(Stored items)
++++++++

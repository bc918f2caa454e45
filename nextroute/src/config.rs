//! `backend.toml` configuration of the relay backend.

use crate::duration::Duration;
use anyhow::{Context as _, Result, ensure};
use nextroute_core::{NearRelayPolicy, defaults::DEFAULT_STALE_DURATION, stats::StatsStore};
use serde::Deserialize;
use std::path::Path;

/// Where extracted ping statistics go.
#[derive(Debug, Clone, Copy, Default, PartialEq, Eq, Deserialize)]
#[serde(rename_all = "lowercase")]
pub enum SinkKind {
    #[default]
    Discard,
    Local,
    Log,
}

/// Top-level backend configuration.
///
/// ```
/// # use nextroute::config::{BackendConfig, SinkKind};
/// let config = BackendConfig::from_toml_str(r#"
///     max_jitter = 5.0
///     stale_duration = "1m"
///     sink = "log"
///
///     [near_relays]
///     latency_threshold_ms = 20.0
/// "#).unwrap();
///
/// assert_eq!(config.max_jitter, 5.0);
/// assert_eq!(config.max_packet_loss, 1.0);
/// assert_eq!(config.stale_duration.into_duration().as_secs(), 60);
/// assert_eq!(config.sink, SinkKind::Log);
/// assert_eq!(config.near_relays.max_distance_km, 2500);
/// ```
#[derive(Debug, Clone, PartialEq, Deserialize)]
pub struct BackendConfig {
    /// Pairs with more jitter than this, in milliseconds, get no cost.
    #[serde(default = "BackendConfig::default_max_jitter")]
    pub max_jitter: f32,
    /// Pairs with more packet loss than this, in percent, get no cost.
    #[serde(default = "BackendConfig::default_max_packet_loss")]
    pub max_packet_loss: f32,
    /// Route matrices older than this are refused.
    #[serde(default = "BackendConfig::default_stale_duration")]
    pub stale_duration: Duration,
    /// Stamped on every published ping statistics entry.
    #[serde(default)]
    pub instance_id: String,
    #[serde(default)]
    pub debug: bool,
    #[serde(default = "BackendConfig::default_stats_shards")]
    pub stats_shards: usize,
    #[serde(default)]
    pub sink: SinkKind,
    #[serde(default)]
    pub near_relays: NearRelayPolicy,
}

impl BackendConfig {
    fn default_max_jitter() -> f32 {
        10.0
    }

    fn default_max_packet_loss() -> f32 {
        1.0
    }

    fn default_stale_duration() -> Duration {
        Duration::new(DEFAULT_STALE_DURATION)
    }

    fn default_stats_shards() -> usize {
        StatsStore::DEFAULT_SHARDS
    }

    pub fn load(path: &Path) -> Result<Self> {
        let text = std::fs::read_to_string(path)
            .with_context(|| format!("failed to read config file: {}", path.display()))?;
        Self::from_toml_str(&text)
            .with_context(|| format!("failed to parse config file: {}", path.display()))
    }

    pub fn from_toml_str(text: &str) -> Result<Self> {
        let config: Self = toml::from_str(text)?;
        config.validate()?;
        Ok(config)
    }

    fn validate(&self) -> Result<()> {
        ensure!(self.stats_shards > 0, "stats_shards must be greater than 0");
        ensure!(
            self.max_jitter.is_finite() && self.max_jitter >= 0.0,
            "max_jitter must be a positive number, got {}",
            self.max_jitter
        );
        ensure!(
            self.max_packet_loss.is_finite() && self.max_packet_loss >= 0.0,
            "max_packet_loss must be a positive number, got {}",
            self.max_packet_loss
        );
        Ok(())
    }
}

impl Default for BackendConfig {
    fn default() -> Self {
        Self {
            max_jitter: Self::default_max_jitter(),
            max_packet_loss: Self::default_max_packet_loss(),
            stale_duration: Self::default_stale_duration(),
            instance_id: String::new(),
            debug: false,
            stats_shards: Self::default_stats_shards(),
            sink: SinkKind::default(),
            near_relays: NearRelayPolicy::default(),
        }
    }
}

#[cfg(test)]
mod tests {
    use super::*;

    #[test]
    fn empty_is_default() {
        assert_eq!(BackendConfig::from_toml_str("").unwrap(), BackendConfig::default());
    }

    #[test]
    fn full() {
        let config = BackendConfig::from_toml_str(
            r#"
            max_jitter = 2.5
            max_packet_loss = 0.5
            stale_duration = "45s"
            instance_id = "backend-1"
            debug = true
            stats_shards = 4
            sink = "local"

            [near_relays]
            max_distance_km = 1000
            latency_threshold_ms = 15.0
            latency_scale = 2.0
            "#,
        )
        .unwrap();

        assert_eq!(config.max_jitter, 2.5);
        assert_eq!(config.max_packet_loss, 0.5);
        assert_eq!(config.stale_duration.into_duration().as_secs(), 45);
        assert_eq!(config.instance_id, "backend-1");
        assert!(config.debug);
        assert_eq!(config.stats_shards, 4);
        assert_eq!(config.sink, SinkKind::Local);
        assert_eq!(
            config.near_relays,
            NearRelayPolicy {
                max_distance_km: 1000,
                latency_threshold_ms: 15.0,
                latency_scale: 2.0,
            }
        );
    }

    #[test]
    fn invalid() {
        assert!(BackendConfig::from_toml_str("stats_shards = 0").is_err());
        assert!(BackendConfig::from_toml_str("max_jitter = -1.0").is_err());
        assert!(BackendConfig::from_toml_str(r#"stale_duration = "soon""#).is_err());
        assert!(BackendConfig::from_toml_str(r#"sink = "kafka""#).is_err());
    }

    #[test]
    fn load() {
        let path = std::env::temp_dir().join(format!("nextroute-config-{}.toml", std::process::id()));
        std::fs::write(&path, "max_jitter = 3.0\n").unwrap();
        let config = BackendConfig::load(&path).unwrap();
        std::fs::remove_file(&path).unwrap();
        assert_eq!(config.max_jitter, 3.0);

        let error = BackendConfig::load(&path).unwrap_err();
        assert!(error.to_string().contains("failed to read config file"));
    }
}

++++++++

HOW TO COMPLETE THIS TASK: Could you copy every line in the records that holds "must"?

ANSWER SPACE:
        ensure!(self.stats_shards > 0, "stats_shards must be greater than 0");
            "max_jitter must be a positive number, got {}",
            "max_packet_loss must be a positive number, got {}",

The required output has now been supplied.